## Activity
Give the number of lines in the entries below that contain "rumble". Write nothing besides it.

START Listed records

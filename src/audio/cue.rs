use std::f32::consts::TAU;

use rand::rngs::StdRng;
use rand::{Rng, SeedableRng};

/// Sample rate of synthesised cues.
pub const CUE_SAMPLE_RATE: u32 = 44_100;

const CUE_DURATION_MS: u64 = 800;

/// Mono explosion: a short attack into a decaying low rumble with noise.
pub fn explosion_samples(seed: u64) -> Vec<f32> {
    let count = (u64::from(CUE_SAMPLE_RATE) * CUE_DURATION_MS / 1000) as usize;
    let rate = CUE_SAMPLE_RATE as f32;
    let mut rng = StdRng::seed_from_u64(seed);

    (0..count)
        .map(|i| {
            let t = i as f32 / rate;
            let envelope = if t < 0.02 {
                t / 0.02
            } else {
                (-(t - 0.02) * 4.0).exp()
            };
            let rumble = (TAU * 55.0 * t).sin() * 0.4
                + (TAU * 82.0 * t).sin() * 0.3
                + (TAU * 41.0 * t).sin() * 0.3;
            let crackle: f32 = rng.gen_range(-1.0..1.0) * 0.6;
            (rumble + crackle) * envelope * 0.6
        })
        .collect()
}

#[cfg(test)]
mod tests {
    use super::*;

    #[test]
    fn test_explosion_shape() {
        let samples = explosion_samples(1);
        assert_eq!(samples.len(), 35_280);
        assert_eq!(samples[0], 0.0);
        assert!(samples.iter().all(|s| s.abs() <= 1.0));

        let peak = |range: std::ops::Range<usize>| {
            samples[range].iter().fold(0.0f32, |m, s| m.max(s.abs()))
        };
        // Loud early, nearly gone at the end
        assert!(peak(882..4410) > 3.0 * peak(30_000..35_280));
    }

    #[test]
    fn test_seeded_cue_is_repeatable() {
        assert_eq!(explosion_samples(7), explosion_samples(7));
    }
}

END Listed records
START Listed records

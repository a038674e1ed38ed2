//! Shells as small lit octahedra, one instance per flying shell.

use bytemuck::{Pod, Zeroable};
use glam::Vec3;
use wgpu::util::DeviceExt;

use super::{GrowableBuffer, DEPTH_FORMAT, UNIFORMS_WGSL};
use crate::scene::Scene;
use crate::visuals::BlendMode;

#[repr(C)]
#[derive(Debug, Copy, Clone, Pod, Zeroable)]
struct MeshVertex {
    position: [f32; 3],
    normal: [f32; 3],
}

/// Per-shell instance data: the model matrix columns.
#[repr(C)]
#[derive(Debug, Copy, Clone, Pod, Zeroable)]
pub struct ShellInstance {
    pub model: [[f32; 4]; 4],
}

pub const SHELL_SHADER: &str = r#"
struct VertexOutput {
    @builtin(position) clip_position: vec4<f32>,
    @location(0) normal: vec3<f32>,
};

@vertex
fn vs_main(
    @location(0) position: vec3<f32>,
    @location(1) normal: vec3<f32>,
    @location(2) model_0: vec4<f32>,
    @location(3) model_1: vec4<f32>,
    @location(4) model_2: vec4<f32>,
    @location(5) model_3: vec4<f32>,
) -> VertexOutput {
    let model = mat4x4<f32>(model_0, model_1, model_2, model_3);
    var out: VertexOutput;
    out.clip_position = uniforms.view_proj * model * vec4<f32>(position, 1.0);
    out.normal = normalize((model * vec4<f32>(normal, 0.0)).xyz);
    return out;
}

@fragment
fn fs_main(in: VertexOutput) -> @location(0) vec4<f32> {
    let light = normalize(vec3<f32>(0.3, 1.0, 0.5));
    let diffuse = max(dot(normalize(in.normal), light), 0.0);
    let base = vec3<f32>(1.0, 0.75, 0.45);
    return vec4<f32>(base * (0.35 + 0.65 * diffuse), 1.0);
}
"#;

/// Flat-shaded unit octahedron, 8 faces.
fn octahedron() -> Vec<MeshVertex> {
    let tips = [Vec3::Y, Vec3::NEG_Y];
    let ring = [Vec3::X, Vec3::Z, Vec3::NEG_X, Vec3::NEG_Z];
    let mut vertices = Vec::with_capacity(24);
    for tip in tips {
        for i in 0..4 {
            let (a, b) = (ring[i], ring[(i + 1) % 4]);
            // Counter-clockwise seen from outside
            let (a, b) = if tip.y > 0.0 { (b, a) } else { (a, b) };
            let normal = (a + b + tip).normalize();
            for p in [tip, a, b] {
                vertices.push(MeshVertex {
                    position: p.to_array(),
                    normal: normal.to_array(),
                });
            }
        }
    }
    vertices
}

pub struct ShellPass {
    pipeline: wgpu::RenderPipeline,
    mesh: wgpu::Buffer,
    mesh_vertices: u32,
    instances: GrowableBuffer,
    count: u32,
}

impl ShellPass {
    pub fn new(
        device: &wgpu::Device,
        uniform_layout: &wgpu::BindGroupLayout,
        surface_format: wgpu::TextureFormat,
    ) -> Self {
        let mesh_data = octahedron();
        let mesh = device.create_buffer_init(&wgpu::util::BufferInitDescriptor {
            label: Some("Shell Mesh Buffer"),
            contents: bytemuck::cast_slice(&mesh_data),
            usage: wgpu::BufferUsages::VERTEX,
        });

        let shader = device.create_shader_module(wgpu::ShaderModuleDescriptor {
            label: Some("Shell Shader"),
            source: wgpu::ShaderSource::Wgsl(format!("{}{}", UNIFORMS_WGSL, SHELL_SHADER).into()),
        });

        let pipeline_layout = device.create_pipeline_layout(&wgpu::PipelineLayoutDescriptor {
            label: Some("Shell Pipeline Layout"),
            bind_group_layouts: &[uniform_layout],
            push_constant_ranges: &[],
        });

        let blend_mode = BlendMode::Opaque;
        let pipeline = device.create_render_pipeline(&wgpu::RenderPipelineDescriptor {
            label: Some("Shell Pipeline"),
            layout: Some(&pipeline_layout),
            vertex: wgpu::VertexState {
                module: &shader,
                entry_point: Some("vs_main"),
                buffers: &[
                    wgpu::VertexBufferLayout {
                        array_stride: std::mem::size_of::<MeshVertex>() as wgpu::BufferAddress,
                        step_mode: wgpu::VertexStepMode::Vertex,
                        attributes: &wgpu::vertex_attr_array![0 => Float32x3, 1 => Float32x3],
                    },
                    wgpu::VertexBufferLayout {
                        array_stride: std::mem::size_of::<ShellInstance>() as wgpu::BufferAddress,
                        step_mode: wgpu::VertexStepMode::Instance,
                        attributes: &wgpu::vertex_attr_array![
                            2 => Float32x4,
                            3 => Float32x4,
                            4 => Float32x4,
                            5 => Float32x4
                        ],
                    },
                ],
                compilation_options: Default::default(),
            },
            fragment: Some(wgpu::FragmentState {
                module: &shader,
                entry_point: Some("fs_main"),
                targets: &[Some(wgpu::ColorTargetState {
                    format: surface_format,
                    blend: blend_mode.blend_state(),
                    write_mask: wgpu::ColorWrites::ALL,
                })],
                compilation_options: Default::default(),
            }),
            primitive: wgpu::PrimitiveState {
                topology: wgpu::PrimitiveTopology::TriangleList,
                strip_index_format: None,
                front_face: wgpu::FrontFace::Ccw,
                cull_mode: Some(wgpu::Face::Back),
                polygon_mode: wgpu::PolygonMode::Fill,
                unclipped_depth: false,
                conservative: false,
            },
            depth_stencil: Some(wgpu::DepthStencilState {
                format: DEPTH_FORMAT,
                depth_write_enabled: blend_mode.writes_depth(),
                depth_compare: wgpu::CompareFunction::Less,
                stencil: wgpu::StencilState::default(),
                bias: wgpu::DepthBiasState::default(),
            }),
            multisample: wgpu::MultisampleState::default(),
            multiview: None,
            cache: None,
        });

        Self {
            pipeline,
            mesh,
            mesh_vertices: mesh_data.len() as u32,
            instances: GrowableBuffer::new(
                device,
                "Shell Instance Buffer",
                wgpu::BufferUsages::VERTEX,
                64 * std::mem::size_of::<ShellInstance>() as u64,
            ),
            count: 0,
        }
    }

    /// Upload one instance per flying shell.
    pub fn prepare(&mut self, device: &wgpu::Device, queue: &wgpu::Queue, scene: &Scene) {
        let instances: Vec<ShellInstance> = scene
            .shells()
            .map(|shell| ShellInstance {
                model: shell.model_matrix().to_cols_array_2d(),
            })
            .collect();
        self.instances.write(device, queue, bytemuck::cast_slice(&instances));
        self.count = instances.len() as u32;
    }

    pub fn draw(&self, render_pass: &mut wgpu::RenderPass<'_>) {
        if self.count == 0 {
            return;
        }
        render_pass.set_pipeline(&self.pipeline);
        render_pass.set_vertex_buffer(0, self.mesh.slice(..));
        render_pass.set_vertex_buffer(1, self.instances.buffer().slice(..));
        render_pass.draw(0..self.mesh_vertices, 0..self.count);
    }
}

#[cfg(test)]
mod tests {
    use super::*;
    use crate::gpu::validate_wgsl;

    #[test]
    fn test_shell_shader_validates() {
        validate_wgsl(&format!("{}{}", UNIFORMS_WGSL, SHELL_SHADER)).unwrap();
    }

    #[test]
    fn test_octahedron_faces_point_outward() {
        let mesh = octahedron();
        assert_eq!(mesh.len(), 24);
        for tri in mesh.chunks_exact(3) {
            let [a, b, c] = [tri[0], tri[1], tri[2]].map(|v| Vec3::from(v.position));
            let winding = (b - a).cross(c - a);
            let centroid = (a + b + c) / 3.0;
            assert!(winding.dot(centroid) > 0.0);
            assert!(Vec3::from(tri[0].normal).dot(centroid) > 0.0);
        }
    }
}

END Listed records

## Your solution
3